• **Work request**
Search the records below for the word "supplied" and show every line where it occurs.

• **Data section**
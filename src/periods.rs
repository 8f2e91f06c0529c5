use crate::schema::{Granularity, Period};
use crate::utils::{advance, period_id, period_label};
use chrono::NaiveDate;
use log::debug;

/// Splits `[start, end)` into contiguous periods of the given granularity.
///
/// Returns an empty vector when `start >= end`. The last period is clamped so
/// that its `end` is exactly `end`. Amounts and percentages start at zero.
pub fn partition(start: NaiveDate, end: NaiveDate, granularity: Granularity) -> Vec<Period> {
    let mut periods = Vec::new();
    if start >= end {
        debug!(
            "Empty partition: start {} is not before end {}",
            start, end
        );
        return periods;
    }

    let mut current = start;
    while current < end {
        // Stepping past the calendar's range can only happen at the far end,
        // so the remainder of the range becomes one final period.
        let next = advance(current, granularity).unwrap_or(end);
        let period_end = next.min(end);
        let index = periods.len();

        periods.push(Period {
            id: period_id(current, granularity),
            start: current,
            end: period_end,
            label: period_label(index, current, granularity),
            amount: 0.0,
            percentage: 0.0,
        });

        current = period_end;
    }

    debug!(
        "Partitioned {}..{} into {} {:?} periods",
        start,
        end,
        periods.len(),
        granularity
    );
    periods
}
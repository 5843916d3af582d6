//! The browser's UI flow as a screen graph, for UI tests.

pub mod elements;
pub mod graph;
pub mod scenes;

pub use graph::{create_screen_graph, BrowserNavigation, DEFAULT_URL};
use screengraph_model::driver::{DriverError, UiDriver};
use screengraph_model::graph::{Action, ExistenceCheck, GraphError, SceneId, ScreenGraph};
use tracing::{debug, info, warn};

use crate::config::NavigatorConfig;
use crate::search::{find_path, next_back_stack, PlannedStep, StepKind};
use crate::trace::{CoverageReport, NavigationTrace, TraceStepKind};

#[derive(Debug, Clone, PartialEq, thiserror::Error)]
pub enum NavError {
    #[error("Scene not found: '{scene}'")]
    SceneNotFound { scene: String },

    #[error("No path from '{from}' to '{to}'")]
    NoPath { from: String, to: String },

    #[error("Element not found in scene '{scene}': {element}")]
    ElementNotFound { scene: String, element: String },

    #[error("Scene '{scene}' has no back action")]
    MissingBackAction { scene: String },

    #[error("Invalid graph: {0}")]
    Graph(#[from] GraphError),

    /// Failure raised by the action itself, passed through untouched.
    #[error(transparent)]
    Driver(#[from] DriverError),
}

/// What a `goto` call did.
#[derive(Debug, Clone, PartialEq)]
pub struct NavigationReport {
    pub from: SceneId,
    pub to: SceneId,
    pub steps: Vec<PlannedStep>,
}

impl NavigationReport {
    pub fn actions_executed(&self) -> usize {
        self.steps.len()
    }
}

/// Walks a [`ScreenGraph`] in the live UI through a [`UiDriver`].
///
/// Owns the current-scene cursor and the back stack. One navigator per test
/// session; the graph itself is never mutated.
pub struct Navigator<'g, D: UiDriver> {
    graph: &'g ScreenGraph,
    driver: D,
    config: NavigatorConfig,
    current: SceneId,
    back_stack: Vec<SceneId>,
    trace: NavigationTrace,
    coverage: CoverageReport,
}

impl<'g, D: UiDriver> Navigator<'g, D> {
    /// Start at the graph's initial scene.
    pub fn new(graph: &'g ScreenGraph, driver: D, config: NavigatorConfig) -> Result<Self, NavError> {
        let initial = graph.initial_scene().ok_or(GraphError::MissingInitialScene)?;
        if !graph.contains(initial) {
            return Err(GraphError::UnknownInitialScene {
                scene: initial.to_string(),
            }
            .into());
        }
        Ok(Self {
            graph,
            driver,
            config,
            current: initial.to_string(),
            back_stack: Vec::new(),
            trace: NavigationTrace::new(),
            coverage: CoverageReport::default(),
        })
    }

    pub fn current_scene(&self) -> &str {
        &self.current
    }

    /// Scenes a back action can return to, nearest last.
    pub fn back_stack(&self) -> &[SceneId] {
        &self.back_stack
    }

    pub fn graph(&self) -> &'g ScreenGraph {
        self.graph
    }

    pub fn config(&self) -> &NavigatorConfig {
        &self.config
    }

    pub fn trace(&self) -> &NavigationTrace {
        &self.trace
    }

    pub fn coverage(&self) -> &CoverageReport {
        &self.coverage
    }

    pub fn driver(&self) -> &D {
        &self.driver
    }

    pub fn driver_mut(&mut self) -> &mut D {
        &mut self.driver
    }

    /// The steps `goto(target)` would take from here, without acting.
    pub fn plan(&self, target: &str) -> Result<Vec<PlannedStep>, NavError> {
        if !self.graph.contains(target) {
            return Err(NavError::SceneNotFound {
                scene: target.to_string(),
            });
        }
        find_path(
            self.graph,
            &self.current,
            &self.back_stack,
            target,
            self.config.max_path_len,
            self.config.policy,
        )
        .ok_or_else(|| NavError::NoPath {
            from: self.current.clone(),
            to: target.to_string(),
        })
    }

    /// Drive the UI to `target`.
    ///
    /// On failure the cursor stays at the last scene actually reached.
    pub fn goto(&mut self, target: &str) -> Result<NavigationReport, NavError> {
        let from = self.current.clone();
        let steps = self.plan(target)?;
        debug!(from = %from, to = %target, steps = steps.len(), "planned navigation");

        for step in &steps {
            if let Err(err) = self.take_step(step) {
                warn!(at = %self.current, to = %target, error = %err, "navigation failed");
                return Err(err);
            }
        }

        info!(from = %from, to = %target, actions = steps.len(), "navigation complete");
        Ok(NavigationReport {
            from,
            to: target.to_string(),
            steps,
        })
    }

    /// Declare that the live UI is already at `scene`.
    ///
    /// Performs no action. The back stack is cleared, since how the UI got
    /// there is unknown.
    pub fn now_at(&mut self, scene: &str) -> Result<(), NavError> {
        if !self.graph.contains(scene) {
            return Err(NavError::SceneNotFound {
                scene: scene.to_string(),
            });
        }
        debug!(from = %self.current, to = %scene, "cursor moved without action");
        self.trace.record(&self.current, scene, TraceStepKind::NowAt);
        self.current = scene.to_string();
        self.back_stack.clear();
        Ok(())
    }

    fn take_step(&mut self, step: &PlannedStep) -> Result<(), NavError> {
        let graph = self.graph;
        let scene = graph.scene(&step.from).ok_or_else(|| NavError::SceneNotFound {
            scene: step.from.clone(),
        })?;
        if !graph.contains(&step.to) {
            return Err(NavError::SceneNotFound {
                scene: step.to.clone(),
            });
        }

        let (action, kind) = match step.kind {
            StepKind::Forward { edge } => {
                let edge = scene.edges.get(edge).ok_or_else(|| NavError::NoPath {
                    from: step.from.clone(),
                    to: step.to.clone(),
                })?;
                (
                    &edge.action,
                    TraceStepKind::Edge {
                        action: edge.action.to_string(),
                    },
                )
            }
            StepKind::Back => {
                let action = scene
                    .back_action
                    .as_ref()
                    .ok_or_else(|| NavError::MissingBackAction {
                        scene: step.from.clone(),
                    })?;
                (action, TraceStepKind::Back)
            }
        };

        self.perform(&step.from, action)?;

        self.back_stack = next_back_stack(scene, &self.back_stack, &step.to, step.kind);
        self.trace.record(&step.from, &step.to, kind);
        self.coverage.record(&step.from, &step.to);
        self.current = step.to.clone();
        debug!(from = %step.from, to = %step.to, "step complete");
        Ok(())
    }

    fn perform(&mut self, scene: &str, action: &Action) -> Result<(), NavError> {
        if action.check() == ExistenceCheck::Verify {
            if let Some(element) = action.target() {
                let timeout = self.config.existence_timeout();
                if !self.driver.wait_for_existence(element, timeout) {
                    return Err(NavError::ElementNotFound {
                        scene: scene.to_string(),
                        element: element.to_string(),
                    });
                }
            }
        }
        debug!(scene = %scene, action = %action, "performing action");
        action.perform(&mut self.driver)?;
        Ok(())
    }
}
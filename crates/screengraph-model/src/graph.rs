use std::collections::HashMap;
use std::fmt;

use screengraph_ir::Element;
use tracing::debug;

use crate::driver::{DriverError, UiDriver};

pub type SceneId = String;

/// Caller-supplied interaction, given the driver at execution time.
pub type GestureFn = Box<dyn Fn(&mut dyn UiDriver) -> Result<(), DriverError>>;

#[derive(Debug, Clone, PartialEq, thiserror::Error)]
pub enum GraphError {
    #[error("Duplicate scene: '{scene}' is already registered")]
    DuplicateScene { scene: String },

    #[error("Dangling edge: '{from}' leads to '{to}', which is not registered")]
    DanglingEdge { from: String, to: String },

    #[error("No initial scene set")]
    MissingInitialScene,

    #[error("Initial scene '{scene}' is not registered")]
    UnknownInitialScene { scene: String },
}

/// Whether the navigator verifies an edge's element before acting.
#[derive(Debug, Clone, Copy, PartialEq, Eq)]
pub enum ExistenceCheck {
    Verify,
    /// Checking is unreliable for this element; act blindly.
    Skip,
}

/// The unit of work that performs a transition in the live UI.
pub enum Action {
    Tap(Element),
    TypeText { text: String, into: Element },
    Gesture(GestureFn),
}

impl Action {
    pub fn gesture<F>(f: F) -> Self
    where
        F: Fn(&mut dyn UiDriver) -> Result<(), DriverError> + 'static,
    {
        Action::Gesture(Box::new(f))
    }

    /// The element the navigator must find before acting, if any.
    pub fn target(&self) -> Option<&Element> {
        match self {
            Action::Tap(element) => Some(element),
            Action::TypeText { into, .. } => Some(into),
            Action::Gesture(_) => None,
        }
    }

    pub fn check(&self) -> ExistenceCheck {
        match self {
            Action::Gesture(_) => ExistenceCheck::Skip,
            _ => ExistenceCheck::Verify,
        }
    }

    pub fn perform(&self, driver: &mut dyn UiDriver) -> Result<(), DriverError> {
        match self {
            Action::Tap(element) => driver.tap(element),
            Action::TypeText { text, into } => driver.type_text(into, text),
            Action::Gesture(f) => f(driver),
        }
    }
}

impl fmt::Debug for Action {
    fn fmt(&self, f: &mut fmt::Formatter<'_>) -> fmt::Result {
        match self {
            Action::Tap(element) => f.debug_tuple("Tap").field(element).finish(),
            Action::TypeText { text, into } => f
                .debug_struct("TypeText")
                .field("text", text)
                .field("into", into)
                .finish(),
            Action::Gesture(_) => f.write_str("Gesture(..)"),
        }
    }
}

impl fmt::Display for Action {
    fn fmt(&self, f: &mut fmt::Formatter<'_>) -> fmt::Result {
        match self {
            Action::Tap(element) => write!(f, "tap {element}"),
            Action::TypeText { text, into } => write!(f, "type {text:?} into {into}"),
            Action::Gesture(_) => f.write_str("gesture"),
        }
    }
}

#[derive(Debug)]
pub struct Edge {
    pub from: SceneId,
    pub to: SceneId,
    pub action: Action,
}

impl Edge {
    pub fn check(&self) -> ExistenceCheck {
        self.action.check()
    }
}

#[derive(Debug)]
pub struct Scene {
    pub id: SceneId,
    /// Outgoing edges in registration order.
    pub edges: Vec<Edge>,
    pub back_action: Option<Action>,
    /// The scene closes after any edge out of it is taken.
    pub dismiss_on_use: bool,
}

impl Scene {
    fn new(id: SceneId) -> Self {
        Self {
            id,
            edges: Vec::new(),
            back_action: None,
            dismiss_on_use: false,
        }
    }

    pub fn edge_to(&self, to: &str) -> Option<&Edge> {
        self.edges.iter().find(|e| e.to == to)
    }
}

/// Directed graph of UI scenes.
///
/// Scenes keep registration order, which is also the tie-break order the
/// navigator uses when several shortest paths exist.
#[derive(Debug, Default)]
pub struct ScreenGraph {
    scenes: Vec<Scene>,
    index: HashMap<SceneId, usize>,
    initial: Option<SceneId>,
}

impl ScreenGraph {
    pub fn new() -> Self {
        Self::default()
    }

    /// Register a new scene and return a builder for its edges.
    pub fn create_scene(&mut self, id: impl Into<SceneId>) -> Result<SceneBuilder<'_>, GraphError> {
        let id = id.into();
        if self.index.contains_key(&id) {
            return Err(GraphError::DuplicateScene { scene: id });
        }
        debug!(scene = %id, "registering scene");
        let slot = self.scenes.len();
        self.index.insert(id.clone(), slot);
        self.scenes.push(Scene::new(id));
        Ok(SceneBuilder { graph: self, slot })
    }

    pub fn set_initial_scene(&mut self, id: impl Into<SceneId>) {
        self.initial = Some(id.into());
    }

    pub fn initial_scene(&self) -> Option<&str> {
        self.initial.as_deref()
    }

    pub fn scene(&self, id: &str) -> Option<&Scene> {
        self.index.get(id).map(|&slot| &self.scenes[slot])
    }

    pub fn contains(&self, id: &str) -> bool {
        self.index.contains_key(id)
    }

    pub fn scenes(&self) -> impl Iterator<Item = &Scene> {
        self.scenes.iter()
    }

    pub fn scene_ids(&self) -> impl Iterator<Item = &str> {
        self.scenes.iter().map(|s| s.id.as_str())
    }

    pub fn len(&self) -> usize {
        self.scenes.len()
    }

    pub fn is_empty(&self) -> bool {
        self.scenes.is_empty()
    }

    pub fn edge_count(&self) -> usize {
        self.scenes.iter().map(|s| s.edges.len()).sum()
    }

    pub fn validate(&self) -> Result<(), Vec<GraphError>> {
        crate::validate::validate_graph(self)
    }
}

/// Handle for registering edges on one scene.
#[derive(Debug)]
pub struct SceneBuilder<'g> {
    graph: &'g mut ScreenGraph,
    slot: usize,
}

impl<'g> SceneBuilder<'g> {
    fn scene_mut(&mut self) -> &mut Scene {
        &mut self.graph.scenes[self.slot]
    }

    pub fn id(&self) -> &str {
        &self.graph.scenes[self.slot].id
    }

    /// Register an edge with an arbitrary action.
    pub fn edge(&mut self, to: impl Into<SceneId>, action: Action) -> &mut Self {
        let scene = self.scene_mut();
        let edge = Edge {
            from: scene.id.clone(),
            to: to.into(),
            action,
        };
        debug!(from = %edge.from, to = %edge.to, action = %edge.action, "registering edge");
        scene.edges.push(edge);
        self
    }

    /// Tap `element` to reach `to`. The element is verified first.
    pub fn tap(&mut self, element: Element, to: impl Into<SceneId>) -> &mut Self {
        self.edge(to, Action::Tap(element))
    }

    /// Type `text` into `into` to reach `to`. The element is verified first.
    pub fn type_text(
        &mut self,
        text: impl Into<String>,
        into: Element,
        to: impl Into<SceneId>,
    ) -> &mut Self {
        self.edge(
            to,
            Action::TypeText {
                text: text.into(),
                into,
            },
        )
    }

    /// Reach `to` through a caller-supplied interaction; no existence check.
    pub fn gesture<F>(&mut self, to: impl Into<SceneId>, f: F) -> &mut Self
    where
        F: Fn(&mut dyn UiDriver) -> Result<(), DriverError> + 'static,
    {
        self.edge(to, Action::gesture(f))
    }

    pub fn back_action(&mut self, action: Action) -> &mut Self {
        self.scene_mut().back_action = Some(action);
        self
    }

    pub fn back_gesture<F>(&mut self, f: F) -> &mut Self
    where
        F: Fn(&mut dyn UiDriver) -> Result<(), DriverError> + 'static,
    {
        self.back_action(Action::gesture(f))
    }

    pub fn dismiss_on_use(&mut self, dismiss: bool) -> &mut Self {
        self.scene_mut().dismiss_on_use = dismiss;
        self
    }
}
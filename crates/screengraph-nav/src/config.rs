//! Navigator configuration: element wait budget and path selection.

use std::time::Duration;

use serde::{Deserialize, Serialize};

/// Tie-break among equally short paths.
#[derive(Debug, Clone, Copy, Default, PartialEq, Eq, Serialize, Deserialize)]
#[serde(tag = "type", rename_all = "snake_case")]
pub enum PathPolicy {
    /// Forward edges in registration order, then the back action.
    #[default]
    RegistrationOrder,
    /// Candidate order shuffled per scene with a seeded RNG.
    Seeded { seed: u64 },
}

#[derive(Debug, Clone, PartialEq, Serialize, Deserialize)]
#[serde(default)]
pub struct NavigatorConfig {
    /// How long a checked edge waits for its element (default: 5 s).
    pub existence_timeout_ms: u64,
    /// Longest edge sequence the planner will consider.
    pub max_path_len: usize,
    pub policy: PathPolicy,
}

impl Default for NavigatorConfig {
    fn default() -> Self {
        Self {
            existence_timeout_ms: 5_000,
            max_path_len: 64,
            policy: PathPolicy::default(),
        }
    }
}

impl NavigatorConfig {
    pub fn from_json(json: &str) -> Result<Self, serde_json::Error> {
        serde_json::from_str(json)
    }

    pub fn existence_timeout(&self) -> Duration {
        Duration::from_millis(self.existence_timeout_ms)
    }
}
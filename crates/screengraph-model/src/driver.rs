use std::collections::{HashMap, HashSet};
use std::time::Duration;

use screengraph_ir::{Element, SwipeDirection};

#[derive(Debug, Clone, PartialEq, thiserror::Error)]
pub enum DriverError {
    #[error("Element not found: {element}")]
    ElementNotFound { element: String },

    #[error("Interaction with {element} failed: {message}")]
    Interaction { element: String, message: String },

    #[error("{0}")]
    Other(String),
}

impl DriverError {
    pub fn not_found(element: &Element) -> Self {
        DriverError::ElementNotFound {
            element: element.to_string(),
        }
    }
}

/// Trait abstracting the UI-automation layer that drives the live app.
///
/// Every call blocks until the UI has reflected its effect. Implementations
/// decide how an [`Element`] query is resolved.
pub trait UiDriver {
    fn exists(&mut self, element: &Element) -> bool;

    /// Wait up to `timeout` for the element to appear.
    ///
    /// The default is a single `exists` call, for drivers that cannot poll.
    fn wait_for_existence(&mut self, element: &Element, timeout: Duration) -> bool {
        let _ = timeout;
        self.exists(element)
    }

    fn tap(&mut self, element: &Element) -> Result<(), DriverError>;

    fn type_text(&mut self, element: &Element, text: &str) -> Result<(), DriverError>;

    fn swipe(&mut self, element: &Element, direction: SwipeDirection) -> Result<(), DriverError>;
}

/// Lets a navigator borrow a driver the caller keeps ownership of.
impl<D: UiDriver + ?Sized> UiDriver for &mut D {
    fn exists(&mut self, element: &Element) -> bool {
        (**self).exists(element)
    }

    fn wait_for_existence(&mut self, element: &Element, timeout: Duration) -> bool {
        (**self).wait_for_existence(element, timeout)
    }

    fn tap(&mut self, element: &Element) -> Result<(), DriverError> {
        (**self).tap(element)
    }

    fn type_text(&mut self, element: &Element, text: &str) -> Result<(), DriverError> {
        (**self).type_text(element, text)
    }

    fn swipe(&mut self, element: &Element, direction: SwipeDirection) -> Result<(), DriverError> {
        (**self).swipe(element, direction)
    }
}

/// A primitive interaction recorded by [`RecordingDriver`].
#[derive(Debug, Clone, PartialEq, Eq)]
pub enum DriverCall {
    Tap(Element),
    TypeText(Element, String),
    Swipe(Element, SwipeDirection),
}

/// In-memory driver: a fixed set of present elements, every interaction logged.
///
/// Interacting with an absent element fails the way a real driver would.
#[derive(Debug, Default)]
pub struct RecordingDriver {
    present: HashSet<Element>,
    failures: HashMap<Element, String>,
    calls: Vec<DriverCall>,
    existence_checks: u64,
}

impl RecordingDriver {
    pub fn new() -> Self {
        Self::default()
    }

    pub fn with_elements<I: IntoIterator<Item = Element>>(elements: I) -> Self {
        Self {
            present: elements.into_iter().collect(),
            ..Self::default()
        }
    }

    pub fn show(&mut self, element: Element) {
        self.present.insert(element);
    }

    pub fn hide(&mut self, element: &Element) {
        self.present.remove(element);
    }

    /// Make every interaction with `element` fail with `message`.
    pub fn fail_on(&mut self, element: Element, message: impl Into<String>) {
        self.failures.insert(element, message.into());
    }

    pub fn calls(&self) -> &[DriverCall] {
        &self.calls
    }

    pub fn clear_calls(&mut self) {
        self.calls.clear();
    }

    /// Number of existence checks performed so far.
    pub fn existence_checks(&self) -> u64 {
        self.existence_checks
    }

    fn interact(&mut self, element: &Element, call: DriverCall) -> Result<(), DriverError> {
        if let Some(message) = self.failures.get(element) {
            return Err(DriverError::Interaction {
                element: element.to_string(),
                message: message.clone(),
            });
        }
        if !self.present.contains(element) {
            return Err(DriverError::not_found(element));
        }
        self.calls.push(call);
        Ok(())
    }
}

impl UiDriver for RecordingDriver {
    fn exists(&mut self, element: &Element) -> bool {
        self.existence_checks += 1;
        self.present.contains(element)
    }

    fn tap(&mut self, element: &Element) -> Result<(), DriverError> {
        self.interact(element, DriverCall::Tap(element.clone()))
    }

    fn type_text(&mut self, element: &Element, text: &str) -> Result<(), DriverError> {
        self.interact(
            element,
            DriverCall::TypeText(element.clone(), text.to_string()),
        )
    }

    fn swipe(&mut self, element: &Element, direction: SwipeDirection) -> Result<(), DriverError> {
        self.interact(element, DriverCall::Swipe(element.clone(), direction))
    }
}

• **Result of the task**
/// Caller-supplied interaction, given the driver at execution time.
    /// Reach `to` through a caller-supplied interaction; no existence check.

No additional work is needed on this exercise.